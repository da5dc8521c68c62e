//! # Jamendo Integration Module
//!
//! This module provides the interface to the Jamendo REST API (v3.0). It is the
//! only place in the crate that talks HTTP for catalog data: every listing
//! handler goes through [`JamendoApi`] with page, sort and search parameters and
//! receives an ordered sequence of typed records back.
//!
//! ## Architecture
//!
//! ```text
//! Router (navigation handlers)
//!          ↓
//! Jamendo Integration Layer
//!     ├── Albums     (listing, search, album-with-tracks)
//!     ├── Artists    (listing, search)
//!     ├── Tracks     (listing, filters, similar tracks, stream resolution)
//!     ├── Playlists  (listing, search, playlist-with-tracks)
//!     └── Radios     (listing, stream resolution)
//!          ↓
//! HTTP Layer (reqwest blocking, JSON)
//!          ↓
//! https://api.jamendo.com/v3.0/
//! ```
//!
//! ## Request Construction
//!
//! Every call attaches `client_id` and `format=json`. Listing calls attach
//! `limit` (clamped to [`MAX_LIMIT`]) and `offset = limit * (page - 1)`, so
//! page numbers are 1-based. Search calls add `namesearch` (or `search` for
//! tracks) and scoped calls add `artist_id`, `album_id` or `id` filters.
//!
//! ## Response Handling
//!
//! The remote envelope carries a status code and a result list:
//! - code `0`: success, the (possibly empty) result list is returned
//! - code `5`: [`JamendoError::Authentication`]
//! - any other code: [`JamendoError::Api`] with the server-provided message
//!
//! Transport failures (DNS, TLS, timeouts, refused connections) surface as
//! [`JamendoError::Connection`] so the caller can tell "check your network"
//! apart from "the service reported an error".
//!
//! ## Blocking Model
//!
//! The client issues exactly one blocking request per call and never retries.
//! Retry policy, if any, belongs to the caller.
//!
//! ## Stream Resolution
//!
//! Track streams are resolved through a redirecting endpoint. The client uses a
//! second HTTP client with redirects disabled and captures the `Location`
//! header instead of downloading the audio payload.

mod albums;
mod artists;
mod playlists;
mod radios;
mod tracks;

use std::{collections::BTreeMap, fmt, str::FromStr};

use reqwest::{
    blocking::{Client, Response},
    header::{CONTENT_TYPE, LOCATION},
    redirect::Policy,
};
use serde::{Serialize, de::DeserializeOwned};

use crate::{debug, types::ResponseEnvelope};

/// Host of the public Jamendo API, without scheme.
pub const API_HOST: &str = "api.jamendo.com/v3.0/";

/// Largest page size the API accepts.
pub const MAX_LIMIT: u32 = 100;

/// Status code Jamendo uses for a rejected client id.
pub const AUTH_ERROR_CODE: i64 = 5;

const USER_AGENT: &str = "jamcli Jamendo API";

const ALBUM_SORT_METHODS: &[&str] = &[
    "releasedate_desc",
    "popularity_total",
    "popularity_month",
    "popularity_week",
];

const ARTIST_SORT_METHODS: &[&str] = &[
    "name",
    "id",
    "joindate",
    "popularity_total",
    "popularity_month",
    "popularity_week",
];

const TRACK_SORT_METHODS: &[&str] = &[
    "buzzrate",
    "downloads_week",
    "downloads_month",
    "downloads_total",
    "listens_week",
    "listens_month",
    "listens_total",
    "popularity_week",
    "popularity_month",
    "popularity_total",
    "releasedate",
];

/// Query parameters of a single request.
///
/// A sorted map keeps request URLs deterministic and lets later inserts
/// override earlier ones, which is how filters refine the shared parameters.
pub type Params = BTreeMap<String, String>;

/// Failure categories of an API call.
#[derive(Debug, thiserror::Error)]
pub enum JamendoError {
    /// Remote code 5: the client id was rejected.
    #[error("authentication failed: {0}")]
    Authentication(String),
    /// Any other non-zero remote code.
    #[error("api error {code}: {message}")]
    Api { code: i64, message: String },
    /// The service could not be reached (DNS, TLS, timeout, refused).
    #[error("connection failed: {0}")]
    Connection(#[from] reqwest::Error),
    /// The service answered with a body that is not a valid envelope.
    #[error("invalid response: {0}")]
    Decode(#[from] serde_json::Error),
}

impl JamendoError {
    /// Guidance shown to the user next to the error.
    pub fn remediation(&self) -> &'static str {
        match self {
            JamendoError::Authentication(_) => {
                "Jamendo rejected the client id. Check JAMENDO_CLIENT_ID in your .env file."
            }
            JamendoError::Api { .. } => {
                "The Jamendo service reported an error. Please try again later."
            }
            JamendoError::Connection(_) => {
                "Jamendo could not be reached. Please check your network connection."
            }
            JamendoError::Decode(_) => {
                "Jamendo sent an unexpected response. Please try again later."
            }
        }
    }
}

/// Category of remote record a listing call targets.
#[derive(Debug, Clone, Copy, PartialEq, Eq, Hash, Serialize)]
#[serde(rename_all = "lowercase")]
pub enum EntityKind {
    Track,
    Album,
    Artist,
    Playlist,
    Radio,
}

impl EntityKind {
    /// Plural resource name as used in URLs (`tracks`, `albums`, ...).
    pub fn as_str(&self) -> &'static str {
        match self {
            EntityKind::Track => "tracks",
            EntityKind::Album => "albums",
            EntityKind::Artist => "artists",
            EntityKind::Playlist => "playlists",
            EntityKind::Radio => "radios",
        }
    }

    /// Fixed, ordered list of sort methods this entity kind supports.
    pub fn sort_methods(&self) -> &'static [&'static str] {
        match self {
            EntityKind::Album => ALBUM_SORT_METHODS,
            EntityKind::Artist => ARTIST_SORT_METHODS,
            EntityKind::Track => TRACK_SORT_METHODS,
            EntityKind::Playlist | EntityKind::Radio => &[],
        }
    }
}

impl FromStr for EntityKind {
    type Err = String;

    fn from_str(s: &str) -> Result<Self, Self::Err> {
        match s.trim().to_lowercase().as_str() {
            "track" | "tracks" => Ok(EntityKind::Track),
            "album" | "albums" => Ok(EntityKind::Album),
            "artist" | "artists" => Ok(EntityKind::Artist),
            "playlist" | "playlists" => Ok(EntityKind::Playlist),
            "radio" | "radios" => Ok(EntityKind::Radio),
            other => Err(format!("unknown entity kind: {}", other)),
        }
    }
}

impl fmt::Display for EntityKind {
    fn fmt(&self, f: &mut fmt::Formatter<'_>) -> fmt::Result {
        f.write_str(self.as_str())
    }
}

/// Audio encodings offered by the `tracks/file` resource.
#[derive(Debug, Clone, Copy, Default, PartialEq, Eq)]
pub enum AudioFormat {
    /// MP3, 96 kbps
    Mp31,
    /// MP3 VBR, very good quality
    Mp32,
    /// Ogg Vorbis
    #[default]
    Ogg,
    /// FLAC, lossless
    Flac,
}
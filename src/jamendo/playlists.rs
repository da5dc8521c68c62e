use super::{JamendoApi, JamendoError, Params};
use crate::types::{Playlist, PlaylistWithTracks, Track};

impl JamendoApi {
    /// Retrieves a page of playlists, optionally filtered by name.
    pub fn list_playlists(
        &self,
        page: u32,
        search_terms: Option<&str>,
    ) -> Result<Vec<Playlist>, JamendoError> {
        let mut params = self.page_params(page);
        if let Some(search_terms) = search_terms.filter(|v| !v.is_empty()) {
            params.insert("namesearch".to_string(), search_terms.to_string());
        }

        self.api_call("playlists", params)
    }

    /// Retrieves a playlist together with its ordered tracks in one call.
    ///
    /// An unknown playlist id yields a default (empty) playlist and no tracks.
    pub fn get_playlist_with_tracks(
        &self,
        playlist_id: &str,
    ) -> Result<(Playlist, Vec<Track>), JamendoError> {
        let mut params = Params::new();
        params.insert("id".to_string(), playlist_id.to_string());

        let playlists: Vec<PlaylistWithTracks> = self.api_call("playlists/tracks", params)?;
        Ok(playlists
            .into_iter()
            .next()
            .map(|p| (p.playlist, p.tracks))
            .unwrap_or_default())
    }
}
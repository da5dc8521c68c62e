use crate::types::MusicInfo;

/// Extracts the year from a `YYYY-MM-DD` date; absent or malformed dates yield 0.
pub fn release_year(date: &str) -> i32 {
    date.split('-')
        .next()
        .and_then(|year| year.trim().parse::<i32>().ok())
        .unwrap_or(0)
}

/// Fixes whitespace in artwork URLs; an empty URL means "no artwork".
pub fn image_url(url: &str) -> Option<String> {
    if url.trim().is_empty() {
        None
    } else {
        Some(url.replace(' ', "%20"))
    }
}

/// Composes the multi-line comment shown in the track info dialog.
pub fn music_comment(musicinfo: &MusicInfo) -> String {
    [
        format!("Language: {}", musicinfo.lang),
        format!("Instruments: {}", musicinfo.tags.instruments.join(", ")),
        format!("Tags: {}", musicinfo.tags.vartags.join(", ")),
    ]
    .join("\n")
}

/// Formats seconds as `m:ss` (or `h:mm:ss`).
pub fn format_duration(seconds: u32) -> String {
    let (hours, minutes, seconds) = (seconds / 3600, (seconds / 60) % 60, seconds % 60);
    if hours > 0 {
        format!("{}:{:02}:{:02}", hours, minutes, seconds)
    } else {
        format!("{}:{:02}", minutes, seconds)
    }
}

/// Replaces characters that are not allowed in file names on common platforms.
pub fn sanitize_filename(name: &str) -> String {
    let cleaned: String = name
        .chars()
        .map(|c| match c {
            '/' | '\\' | ':' | '*' | '?' | '"' | '<' | '>' | '|' => '_',
            c if c.is_control() => '_',
            c => c,
        })
        .collect();

    let trimmed = cleaned.trim().trim_matches('.').trim();
    if trimmed.is_empty() {
        "untitled".to_string()
    } else {
        trimmed.to_string()
    }
}
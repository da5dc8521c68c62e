mod downloads;
mod history;

pub use downloads::DownloadsManager;
pub use history::{HISTORY_LIMIT, HistoryManager};

#[derive(Debug, thiserror::Error)]
pub enum StoreError {
    #[error("store io error: {0}")]
    IoError(#[from] std::io::Error),
    #[error("store serde error: {0}")]
    SerdeError(#[from] serde_json::Error),
}
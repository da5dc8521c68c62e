//! # Listing Module
//!
//! Shapes raw API records into presentation-ready listing entries and decides
//! which navigation controls accompany them.
//!
//! ## Entries
//!
//! A [`ListingEntry`] carries a label, structured [`InfoLabels`] for display
//! columns, a context-action list, an optional thumbnail, a playable flag and
//! the [`NavigationTarget`] activated when the entry is selected.
//!
//! ## Pagination
//!
//! The API never reports total counts. A "next page" control is offered if and
//! only if the current page returned at least `limit` records; a short page is
//! the last one. A full final page therefore still shows a "next" control that
//! leads to an empty listing. A "previous page" control is offered whenever the
//! page number is greater than 1.
//!
//! ## Sort Order Switching
//!
//! Sortable listings (albums, artists, tracks) get a "change sort order" entry.
//! It opens the fixed sort-method list of the entity kind; picking one re-issues
//! the original listing with every parameter kept except `sort_method`, which
//! is replaced, and `page`, which is dropped.

mod format;
mod pagination;

pub use format::{
    format_albums, format_artists, format_downloads, format_playlist_tracks, format_playlists,
    format_radios, format_tracks, menu_item,
};
pub use pagination::{format_sort_methods, pagination_items, sort_method_label, sort_method_switcher_item};

use serde::Serialize;

use crate::navigation::NavigationTarget;

/// Display metadata of a listing entry.
///
/// `count` orders entries for hosts that sort by it: the previous-page control
/// uses 1, the sort switcher 0, records start at 2 and the next-page control
/// follows the last record.
#[derive(Debug, Clone, Default, PartialEq, Serialize)]
pub struct InfoLabels {
    pub count: usize,
    #[serde(skip_serializing_if = "Option::is_none")]
    pub title: Option<String>,
    #[serde(skip_serializing_if = "Option::is_none")]
    pub artist: Option<String>,
    #[serde(skip_serializing_if = "Option::is_none")]
    pub album: Option<String>,
    #[serde(skip_serializing_if = "Option::is_none")]
    pub playlist: Option<String>,
    #[serde(skip_serializing_if = "Option::is_none")]
    pub duration: Option<u32>,
    #[serde(skip_serializing_if = "Option::is_none")]
    pub tracknumber: Option<u32>,
    #[serde(skip_serializing_if = "Option::is_none")]
    pub year: Option<i32>,
    #[serde(skip_serializing_if = "Option::is_none")]
    pub genre: Option<String>,
    #[serde(skip_serializing_if = "Option::is_none")]
    pub comment: Option<String>,
}

/// What a context-menu action does when triggered.
#[derive(Debug, Clone, PartialEq, Serialize)]
#[serde(tag = "type", content = "target", rename_all = "lowercase")]
pub enum Action {
    /// Opens the host's info dialog for the entry.
    Info,
    /// Replaces the current listing with the target's listing.
    View(NavigationTarget),
    /// Runs the target without changing the current listing.
    Run(NavigationTarget),
}

#[derive(Debug, Clone, PartialEq, Serialize)]
pub struct ContextAction {
    pub label: String,
    pub action: Action,
}

impl ContextAction {
    pub fn new(label: &str, action: Action) -> Self {
        Self {
            label: label.to_string(),
            action,
        }
    }
}

#[derive(Debug, Clone, PartialEq, Serialize)]
pub struct ListingEntry {
    pub label: String,
    pub info: InfoLabels,
    pub context_menu: Vec<ContextAction>,
    #[serde(skip_serializing_if = "Option::is_none")]
    pub thumbnail: Option<String>,
    pub is_playable: bool,
    pub target: NavigationTarget,
}

impl ListingEntry {
    /// A plain, non-playable entry without metadata or context actions.
    pub fn new(label: &str, target: NavigationTarget) -> Self {
        Self {
            label: label.to_string(),
            info: InfoLabels::default(),
            context_menu: Vec::new(),
            thumbnail: None,
            is_playable: false,
            target,
        }
    }

    pub fn with_count(mut self, count: usize) -> Self {
        self.info.count = count;
        self
    }
}

/// Kind of content a listing shows, used by hosts to pick column layouts.
#[derive(Debug, Clone, Copy, Default, PartialEq, Eq, Serialize)]
#[serde(rename_all = "lowercase")]
pub enum ContentKind {
    #[default]
    Menu,
    Songs,
    Albums,
    Artists,
    Music,
}

#[derive(Debug, Clone, Copy, PartialEq, Eq, Serialize)]
#[serde(rename_all = "lowercase")]
pub enum ViewMode {
    Thumbnail,
}

/// A complete listing handed to the host for rendering.
#[derive(Debug, Clone, Default, PartialEq, Serialize)]
pub struct Listing {
    pub content: ContentKind,
    pub entries: Vec<ListingEntry>,
    /// Replace the current listing instead of pushing a new one.
    pub update_listing: bool,
    #[serde(skip_serializing_if = "Option::is_none")]
    pub view_mode: Option<ViewMode>,
}

impl Listing {
    pub fn new(content: ContentKind, entries: Vec<ListingEntry>) -> Self {
        Self {
            content,
            entries,
            update_listing: false,
            view_mode: None,
        }
    }
}
use super::{AudioFormat, JamendoApi, JamendoError, Params};
use crate::{debug, types::Track};

impl JamendoApi {
    /// Retrieves a page of tracks including their music info.
    ///
    /// # Arguments
    ///
    /// * `page` - 1-based page number
    /// * `sort_method` - One of the track sort methods (`order`)
    /// * `filter` - Generic key/value refinement merged last, so it may
    ///   override shared parameters. Typical filters are `album_id`,
    ///   `artist_id`, `search` or an `id` set joined by `+`.
    ///
    /// # Example
    ///
    /// ```
    /// let mut filter = Params::new();
    /// filter.insert("album_id".to_string(), "24".to_string());
    /// let tracks = api.list_tracks(1, None, Some(&filter))?;
    /// ```
    pub fn list_tracks(
        &self,
        page: u32,
        sort_method: Option<&str>,
        filter: Option<&Params>,
    ) -> Result<Vec<Track>, JamendoError> {
        let mut params = self.page_params(page);
        params.insert("include".to_string(), "musicinfo".to_string());
        if let Some(sort_method) = sort_method.filter(|v| !v.is_empty()) {
            params.insert("order".to_string(), sort_method.to_string());
        }
        if let Some(filter) = filter {
            params.extend(filter.iter().map(|(k, v)| (k.clone(), v.clone())));
        }

        self.api_call("tracks", params)
    }

    /// Full-text track search (`search` filter).
    pub fn search_tracks(&self, search_terms: &str, page: u32) -> Result<Vec<Track>, JamendoError> {
        let mut filter = Params::new();
        filter.insert("search".to_string(), search_terms.to_string());
        self.list_tracks(page, None, Some(&filter))
    }

    /// Retrieves a page of tracks similar to `track_id`.
    pub fn list_similar_tracks(&self, track_id: &str, page: u32) -> Result<Vec<Track>, JamendoError> {
        let mut params = self.page_params(page);
        params.insert("id".to_string(), track_id.to_string());
        params.insert(
            "audioformat".to_string(),
            self.config.audio_format().as_str().to_string(),
        );
        params.insert("imagesize".to_string(), "400".to_string());

        self.api_call("tracks/similar", params)
    }

    /// Resolves a track id to a directly playable stream location.
    ///
    /// The `tracks/file` resource answers with a redirect to the audio file;
    /// only its target is captured, the audio payload is never requested.
    pub fn resolve_track_stream_url(
        &self,
        track_id: &str,
        audio_format: AudioFormat,
    ) -> Result<String, JamendoError> {
        let mut params = Params::new();
        params.insert("audioformat".to_string(), audio_format.as_str().to_string());
        params.insert("id".to_string(), track_id.to_string());

        let target_url = self.api_redirect("tracks/file", params)?;
        debug!("resolve_track_stream_url target_url: {}", target_url);
        Ok(target_url)
    }
}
· · · ·
_WORK INSTRUCTION_. In the material above, how many lines contain "bool"? Reply with only the number.

_SOLUTION TO THE PROBLEM_. 2